Scroll untuk baca artikel
Example 325x300
Hukum dan Kriminal

Koalisi Stop Kekerasan Seksual Kecewa atas Tuntutan Ringan Kasus Kekerasan Seksual di Ponpes Sekotong

×

Koalisi Stop Kekerasan Seksual Kecewa atas Tuntutan Ringan Kasus Kekerasan Seksual di Ponpes Sekotong

Sebarkan artikel ini
Pengadilan Negeri Mataram. (Istimewa)

Mataram, Mataram.id – Perwakilan Koalisi Stop Kekerasan Seksual di Nusa Tenggara Barat (NTB), Yan Mangandar Putra menyoroti keputusan Kejaksaan Negeri Mataram yang menuntut hukuman ringan terhadap dua terdakwa kasus kekerasan seksual yang melibatkan pengurus Pondok Pesantren (Ponpes) di Sekotong, Lombok Barat.

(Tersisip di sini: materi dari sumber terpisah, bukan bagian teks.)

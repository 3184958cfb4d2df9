//! serial-fpga - host daemon for an HBA FPGA on a serial link
//!
//! Usage:
//! - `serial-fpga --port /dev/ttyUSB1 --intr-pin 17`
//! - `serial-fpga --config /etc/hba/serial-fpga.toml --trace-raw`

use std::io;
use std::path::PathBuf;
use std::process::ExitCode;
use std::rc::Rc;

use anyhow::{Context, Result};
use clap::Parser;
use hba_platform::{Broadcaster, Reactor};
use hba_transport::SerialFpga;
use serial_fpga::{DaemonConfig, Overrides};

#[derive(Parser, Debug)]
#[command(name = "serial-fpga")]
#[command(version)]
#[command(about = "Drive an HBA FPGA over a serial link", long_about = None)]
struct Args {
    /// TOML configuration file
    #[arg(short, long)]
    config: Option<PathBuf>,

    /// Serial device (overrides the config file)
    #[arg(short, long)]
    port: Option<PathBuf>,

    /// Baud rate, one of 1200..921600 (overrides the config file)
    #[arg(short, long)]
    baud: Option<u32>,

    /// sysfs GPIO pin of the FPGA interrupt output
    #[arg(long = "intr-pin")]
    intr_pin: Option<u32>,

    /// Print bytes received outside of exchanges to stdout
    #[arg(long)]
    trace_raw: bool,
}

fn main() -> ExitCode {
    env_logger::Builder::from_env(env_logger::Env::default().default_filter_or("info")).init();

    match daemon(Args::parse()) {
        Ok(()) => ExitCode::SUCCESS,
        Err(e) => {
            log::error!("{:#}", e);
            ExitCode::FAILURE
        }
    }
}

fn daemon(args: Args) -> Result<()> {
    let mut config = DaemonConfig::load(args.config.as_deref()).context("Failed to load configuration")?;
    config.apply(&Overrides {
        port: args.port,
        baud: args.baud,
        interrupt_pin: args.intr_pin,
    })?;

    let transport_config = config.transport;
    log::info!("Configuration:");
    log::info!("  Port:          {}", transport_config.device.display());
    log::info!("  Baud:          {}", transport_config.baud);
    match transport_config.interrupt_pin {
        Some(pin) => log::info!("  Interrupt pin: gpio{}", pin),
        None => log::info!("  Interrupt pin: none"),
    }

    let reactor = Rc::new(Reactor::new());
    let broadcaster = Rc::new(Broadcaster::new());
    let transport = SerialFpga::open_system(transport_config, Rc::clone(&broadcaster));
    transport.attach(&reactor);

    let trace = args
        .trace_raw
        .then(|| broadcaster.subscribe(transport.rawin_key()));

    // Not fatal: the FPGA may be configured or powered later
    let _ = transport.probe();

    let stdout = io::stdout();
    let result = serial_fpga::run(&transport, &reactor, trace.as_ref(), &mut stdout.lock());
    transport.detach();
    result.context("Event loop stopped")
}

Kasus ini melibatkan Ustadz Wahyu Mubarok alias Tuak Wahyu, seorang pengajar, dan Ustadz Haji Marwan alias Abah Marwan, serta pimpinan Ponpes berinisial S yang akan dibacakan tuntutan hari ini.

Example 300x600

Terdakwa pertama, Ustadz Wahyu Mubarok (Tuak Wahyu), yang didakwa dengan persetubuhan, dijatuhi tuntutan pidana penjara selama 8 tahun.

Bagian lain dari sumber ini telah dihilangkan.